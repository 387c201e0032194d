//! Application Error Types
//!
//! Single error taxonomy for the broker. Every variant carries enough to
//! render the API error body: a stable code, a display message and an HTTP
//! status suggestion.

use thiserror::Error;

use crate::wallet::WalletError;

/// Broker error taxonomy
///
/// Error codes are stable identifiers clients branch on; messages are safe
/// to display to end users.
#[derive(Error, Debug, Clone)]
pub enum AppError {
    // === Auth Errors ===
    #[error("Invalid username or password")]
    InvalidCredentials,

    #[error("Authorization token missing")]
    TokenMissing,

    #[error("Authorization token invalid or expired")]
    TokenInvalid,

    #[error("Operation not permitted")]
    Forbidden,

    // === User Errors ===
    #[error("User not found")]
    UserNotFound,

    #[error("Insufficient balance")]
    InsufficientBalance,

    #[error("User currency does not match")]
    InvalidCurrency,

    // === Transaction Errors ===
    #[error("Transaction not found")]
    TransactionNotFound,

    #[error("Transaction already exists")]
    TransactionAlreadyExists,

    #[error("Transaction cannot be {0}")]
    TransactionInvalidStatus(String),

    #[error("Withdrawal already settled")]
    TransactionAlreadyDeposited,

    // === Validation Errors ===
    #[error("Amount must be greater than zero")]
    InvalidAmount,

    #[error("Amount cannot have more than 2 decimal places")]
    InvalidPrecision,

    #[error("{0} is required")]
    RequiredField(&'static str),

    #[error("Invalid format: {0}")]
    InvalidFormat(String),

    // === Infrastructure Errors ===
    #[error("Timed out while serializing user operations")]
    LockTimeout,

    #[error("Database connection failed: {0}")]
    DatabaseConnection(String),

    #[error("Database query failed: {0}")]
    DatabaseQuery(String),

    // === Wallet Errors ===
    #[error("Wallet service error: {message}")]
    WalletService { message: String, status: u16 },

    #[error("Concurrent modification detected; asynchronous compensation is in progress")]
    ConcurrentModification,
}

impl AppError {
    /// Stable error code for API responses
    pub fn code(&self) -> &'static str {
        match self {
            AppError::InvalidCredentials => "INVALID_CREDENTIALS",
            AppError::TokenMissing => "TOKEN_MISSING",
            AppError::TokenInvalid => "TOKEN_INVALID",
            AppError::Forbidden => "FORBIDDEN",
            AppError::UserNotFound => "USER_NOT_FOUND",
            AppError::InsufficientBalance => "INSUFFICIENT_BALANCE",
            AppError::InvalidCurrency => "INVALID_CURRENCY",
            AppError::TransactionNotFound => "TRANSACTION_NOT_FOUND",
            AppError::TransactionAlreadyExists => "TRANSACTION_ALREADY_EXISTS",
            AppError::TransactionInvalidStatus(_) => "TRANSACTION_INVALID_STATUS",
            AppError::TransactionAlreadyDeposited => "TRANSACTION_ALREADY_DEPOSITED",
            AppError::InvalidAmount => "INVALID_AMOUNT",
            AppError::InvalidPrecision => "INVALID_PRECISION",
            AppError::RequiredField(_) => "REQUIRED_FIELD",
            AppError::InvalidFormat(_) => "INVALID_FORMAT",
            AppError::LockTimeout => "TIMEOUT",
            AppError::DatabaseConnection(_) => "DATABASE_CONNECTION_ERROR",
            AppError::DatabaseQuery(_) => "DATABASE_QUERY_ERROR",
            AppError::WalletService { .. } => "WALLET_SERVICE_ERROR",
            AppError::ConcurrentModification => "CONCURRENT_MODIFICATION",
        }
    }

    /// HTTP status code for API responses
    pub fn http_status(&self) -> u16 {
        match self {
            AppError::InvalidCredentials | AppError::TokenMissing | AppError::TokenInvalid => 401,
            AppError::Forbidden => 403,
            AppError::UserNotFound | AppError::TransactionNotFound => 404,
            AppError::InsufficientBalance
            | AppError::InvalidCurrency
            | AppError::TransactionInvalidStatus(_)
            | AppError::TransactionAlreadyDeposited
            | AppError::InvalidAmount
            | AppError::InvalidPrecision
            | AppError::RequiredField(_)
            | AppError::InvalidFormat(_) => 400,
            AppError::TransactionAlreadyExists => 409,
            AppError::ConcurrentModification => 409,
            AppError::LockTimeout => 408,
            AppError::DatabaseConnection(_) | AppError::DatabaseQuery(_) => 500,
            AppError::WalletService { status, .. } => match *status {
                s @ 400..=599 => s,
                _ => 500,
            },
        }
    }
}

impl From<sqlx::Error> for AppError {
    fn from(e: sqlx::Error) -> Self {
        match e {
            sqlx::Error::PoolTimedOut | sqlx::Error::PoolClosed | sqlx::Error::Io(_) => {
                AppError::DatabaseConnection(e.to_string())
            }
            other => AppError::DatabaseQuery(other.to_string()),
        }
    }
}

impl From<WalletError> for AppError {
    fn from(e: WalletError) -> Self {
        if e.is_conflict() {
            return AppError::ConcurrentModification;
        }
        // Wallet 4xx surfaces as 400, 5xx and transport failures as 500
        let status = if e.is_client_error() { 400 } else { 500 };
        AppError::WalletService {
            message: e.to_string(),
            status,
        }
    }
}

#[cfg(test)]
mod tests {
    use super::*;

    #[test]
    fn test_error_codes() {
        assert_eq!(AppError::InvalidAmount.code(), "INVALID_AMOUNT");
        assert_eq!(
            AppError::TransactionAlreadyExists.code(),
            "TRANSACTION_ALREADY_EXISTS"
        );
        assert_eq!(AppError::LockTimeout.code(), "TIMEOUT");
        assert_eq!(
            AppError::ConcurrentModification.code(),
            "CONCURRENT_MODIFICATION"
        );
    }

    #[test]
    fn test_http_status() {
        assert_eq!(AppError::InvalidCredentials.http_status(), 401);
        assert_eq!(AppError::Forbidden.http_status(), 403);
        assert_eq!(AppError::UserNotFound.http_status(), 404);
        assert_eq!(AppError::InvalidPrecision.http_status(), 400);
        assert_eq!(AppError::TransactionAlreadyExists.http_status(), 409);
        assert_eq!(AppError::LockTimeout.http_status(), 408);
        assert_eq!(AppError::DatabaseQuery("x".into()).http_status(), 500);
    }

    #[test]
    fn test_wallet_error_status_passthrough() {
        let err = AppError::WalletService {
            message: "declined".into(),
            status: 400,
        };
        assert_eq!(err.http_status(), 400);

        let err = AppError::WalletService {
            message: "boom".into(),
            status: 503,
        };
        assert_eq!(err.http_status(), 503);

        // Out-of-range statuses fall back to 500
        let err = AppError::WalletService {
            message: "weird".into(),
            status: 200,
        };
        assert_eq!(err.http_status(), 500);
    }

    #[test]
    fn test_display_messages_are_user_safe() {
        assert_eq!(
            AppError::InvalidCredentials.to_string(),
            "Invalid username or password"
        );
        assert_eq!(
            AppError::TransactionInvalidStatus("cancelled".into()).to_string(),
            "Transaction cannot be cancelled"
        );
    }
}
....................
Directions for this task ▸ For each line in the records that contains the word "RequiredField", make a copy.

Task answer ▸
    RequiredField(&'static str),
            AppError::RequiredField(_) => "REQUIRED_FIELD",
            | AppError::RequiredField(_)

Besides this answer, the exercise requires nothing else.